Quebec is home to the world’s third‑largest lithium deposit, which is being mined by Nemaska Lithium and is located 300 km north of Chibougamau. The Quebec company is also about to open the province’s first lithium processing plant, in Shawinigan, and is on the verge of patenting a highly promising technology for converting the spodumene extracted from Nemaska’s Whabouchi property into 99.9997% pure lithium hydroxide, a product for which there is strong global demand.

The company’s innovative technology uses electrolysis to separate lithium from other metals and impurities. Powered by hydroelectricity, the method is one of the cleanest around and cuts greenhouse gas emissions by 98% compared to traditional lithium extraction methods, which rely on astronomical quantities of chemicals.

“Not only is the process revolutionary from an environmental standpoint, it also cuts our transport costs by a factor of seven,” says Simon Thibault, Nemaska Lithium’s director of social and environmental responsibility. “Since the spodumene is both mined and converted into lithium hydroxide in Quebec, the ore can be transported by truck or by train. In Australia, it’s a different story. The ore has to be transported to China before it’s converted into lithium.” The Quebec company thus expects to be supplying 30–35% of the world’s lithium hydroxide by 2020 and generating $20 billion in revenue in the next 30 years.

Currently, 90% of the world’s lithium is produced by four companies, which are headquartered mainly in Australia and Chile. Canada currently produces less than 0.5% of the lithium, 2.5% of the graphite, and 3.9% of the cobalt sold worldwide.[4]

We’re almost there

In addition to its mining potential, Quebec has the knowledge and resources to compete effectively on the global market. Just this past March, the province saw the creation of the Hydro‑Québec Center of Excellence in Transportation Electrification and Energy Storage. The Center of Excellence will commercialize Hydro-Québec technologies that are currently protected by some 800 patent applications—the result of over 20 years of research and development. Hydro-Québec is known worldwide for its technological expertise and intellectual property portfolio, particularly in lithium‑ion, lithium‑sulfur, and lithium‑air batteries. To take just one example, the vast majority of cellphones produced in the world today contain a component based on technology patented by Hydro-Québec. The Center of Excellence will thus play a major role in promoting Quebec’s expertise in the various industries tied to electric vehicles and plug‑in hybrid vehicles (PHEVs).[5]

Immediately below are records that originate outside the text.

//! The [`TypeId`] value type.

use std::fmt;
use std::str::FromStr;

use uuid::Uuid;

use crate::codec::{self, SUFFIX_LEN};
use crate::source::{UuidSource, UuidV7Source};
use crate::validate::{self, SEPARATOR};
use crate::TypeIdError;

/// An identifier made of an optional lowercase prefix and a UUID.
///
/// The text form is `prefix_suffix`, or just `suffix` when the prefix is
/// empty, where the suffix is the 26-character base32 encoding of the UUID.
/// Values are immutable; the prefix is always valid.
///
/// Ordering compares the prefix first and then the UUID. For identifiers
/// with the same prefix this matches the order of their text form.
#[derive(Debug, Clone, PartialEq, Eq, PartialOrd, Ord, Hash)]
pub struct TypeId {
    prefix: String,
    uuid: Uuid,
}

impl TypeId {
    /// Creates an identifier from a prefix and a UUID of any version.
    pub fn new(prefix: impl Into<String>, uuid: Uuid) -> Result<Self, TypeIdError> {
        let prefix = prefix.into();
        validate::validate_prefix(&prefix)?;
        Ok(Self { prefix, uuid })
    }

    /// Creates an identifier without prefix.
    #[must_use]
    pub const fn from_uuid(uuid: Uuid) -> Self {
        Self {
            prefix: String::new(),
            uuid,
        }
    }

    /// Used by `define_typeid!`, whose prefix is checked at compile time.
    #[doc(hidden)]
    #[must_use]
    pub fn from_static_prefix(prefix: &'static str, uuid: Uuid) -> Self {
        debug_assert!(validate::is_canonical_prefix(prefix));
        Self {
            prefix: prefix.to_owned(),
            uuid,
        }
    }

    /// Generates a new identifier with a fresh UUIDv7.
    pub fn generate(prefix: impl Into<String>) -> Result<Self, TypeIdError> {
        Self::generate_with(&UuidV7Source, prefix)
    }

    /// Generates a new identifier without prefix.
    #[must_use]
    pub fn generate_unprefixed() -> Self {
        Self::from_uuid(UuidV7Source.next_uuid())
    }

    /// Generates a new identifier, taking the UUID from `source`.
    pub fn generate_with<S>(source: &S, prefix: impl Into<String>) -> Result<Self, TypeIdError>
    where
        S: UuidSource + ?Sized,
    {
        let prefix = prefix.into();
        validate::validate_prefix(&prefix)?;
        let id = Self {
            prefix,
            uuid: source.next_uuid(),
        };
        tracing::trace!(typeid = %id, "generated typeid");
        Ok(id)
    }

    /// Parses the text form.
    ///
    /// This is the fallible shape to use with `?`; [`parse_to_option`],
    /// [`parse_to_result`] and [`parse_with`] share the same checks and
    /// messages.
    ///
    /// [`parse_to_option`]: Self::parse_to_option
    /// [`parse_to_result`]: Self::parse_to_result
    /// [`parse_with`]: Self::parse_with
    pub fn parse(text: &str) -> Result<Self, TypeIdError> {
        let (prefix, uuid) = validate::parse_input(Some(text))?;
        Ok(Self {
            prefix: prefix.to_owned(),
            uuid,
        })
    }

    /// Parses the text form, discarding the error.
    #[must_use]
    pub fn parse_to_option(text: &str) -> Option<Self> {
        Self::parse(text).ok()
    }

    /// Parses the text form, keeping only the error message.
    pub fn parse_to_result(text: &str) -> Result<Self, &'static str> {
        Self::parse(text).map_err(|err| err.message())
    }

    /// Parses the text form and hands the outcome to one of two handlers.
    ///
    /// ```
    /// use typeid::TypeId;
    ///
    /// let shown = TypeId::parse_with("?_01h455vb4pex5vsknk084sn02q", |id| id.to_string(), str::to_owned);
    /// assert_eq!(shown, "illegal character in prefix, must be one of [a-z_]");
    /// ```
    pub fn parse_with<T>(
        text: &str,
        on_ok: impl FnOnce(Self) -> T,
        on_err: impl FnOnce(&'static str) -> T,
    ) -> T {
        match Self::parse(text) {
            Ok(id) => on_ok(id),
            Err(err) => on_err(err.message()),
        }
    }

    /// Returns the prefix; empty when there is none.
    #[must_use]
    pub fn prefix(&self) -> &str {
        &self.prefix
    }

    /// Returns true unless the prefix is empty.
    #[must_use]
    pub fn has_prefix(&self) -> bool {
        !self.prefix.is_empty()
    }

    /// Returns the UUID.
    #[must_use]
    pub const fn uuid(&self) -> Uuid {
        self.uuid
    }

    /// Returns the 26-character suffix alone.
    #[must_use]
    pub fn suffix(&self) -> String {
        codec::encode_uuid(self.uuid)
    }

    /// Returns the embedded timestamp in Unix milliseconds for time-based
    /// UUID versions (1, 6, 7).
    ///
    /// `None` for other versions and for v1/v6 timestamps before 1970.
    #[must_use]
    pub fn timestamp_ms(&self) -> Option<u64> {
        let (msb, _) = self.uuid.as_u64_pair();

        let ticks = match self.uuid.get_version_num() {
            7 => return Some(msb >> 16),
            1 => ((msb & 0x0FFF) << 48) | (((msb >> 16) & 0xFFFF) << 32) | (msb >> 32),
            6 => ((msb >> 16) << 12) | (msb & 0x0FFF),
            _ => return None,
        };

        ticks
            .checked_sub(GREGORIAN_TO_UNIX_TICKS)
            .map(|since_epoch| since_epoch / TICKS_PER_MS)
    }

    /// Splits into prefix and UUID.
    #[must_use]
    pub fn into_parts(self) -> (String, Uuid) {
        (self.prefix, self.uuid)
    }
}

impl fmt::Display for TypeId {
    fn fmt(&self, f: &mut fmt::Formatter<'_>) -> fmt::Result {
        let (msb, lsb) = self.uuid.as_u64_pair();
        let suffix = codec::encode_bytes(msb, lsb);
        let suffix = std::str::from_utf8(&suffix).map_err(|_| fmt::Error)?;

        if self.prefix.is_empty() {
            f.write_str(suffix)
        } else {
            write!(f, "{}{}{}", self.prefix, SEPARATOR, suffix)
        }
    }
}

impl FromStr for TypeId {
    type Err = TypeIdError;

    fn from_str(s: &str) -> Result<Self, Self::Err> {
        Self::parse(s)
    }
}

impl TryFrom<&str> for TypeId {
    type Error = TypeIdError;

    fn try_from(s: &str) -> Result<Self, Self::Error> {
        Self::parse(s)
    }
}

impl From<Uuid> for TypeId {
    fn from(uuid: Uuid) -> Self {
        Self::from_uuid(uuid)
    }
}

impl From<TypeId> for Uuid {
    fn from(id: TypeId) -> Self {
        id.uuid
    }
}

impl AsRef<Uuid> for TypeId {
    fn as_ref(&self) -> &Uuid {
        &self.uuid
    }
}

impl serde::Serialize for TypeId {
    fn serialize<S>(&self, serializer: S) -> Result<S::Ok, S::Error>
    where
        S: serde::Serializer,
    {
        serializer.collect_str(self)
    }
}

impl<'de> serde::Deserialize<'de> for TypeId {
    fn deserialize<D>(deserializer: D) -> Result<Self, D::Error>
    where
        D: serde::Deserializer<'de>,
    {
        let s = String::deserialize(deserializer)?;
        Self::parse(&s).map_err(serde::de::Error::custom)
    }
}

/// Upper bound on the text length of any identifier.
pub const MAX_TEXT_LEN: usize = validate::PREFIX_MAX_LEN + 1 + SUFFIX_LEN;

/// 100ns ticks between 1582-10-15 (v1/v6 epoch) and 1970-01-01.
const GREGORIAN_TO_UNIX_TICKS: u64 = 0x01B2_1DD2_1381_4000;

const TICKS_PER_MS: u64 = 10_000;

Quebec’s mining potential is a fact. Thanks to strong global demand, exploiting the Whabouchi lithium deposit will certainly have a highly positive impact on the province’s mining industry. That means we’re in an excellent position to attract global attention—as long as we can keep up the momentum!

[1] Global EV Outlook 2017, International Energy Agency.

[2] Ministère de l’Économie et de l’Innovation du Québec, “S’informer / Aluminium,” Government of Quebec, November 2018.

[3] EnergyTrend, 2018.

[4]  “Les véhicules électriques, faut-il croire la rumeur?” Joëlle Noreau (Desjardins, April 2018).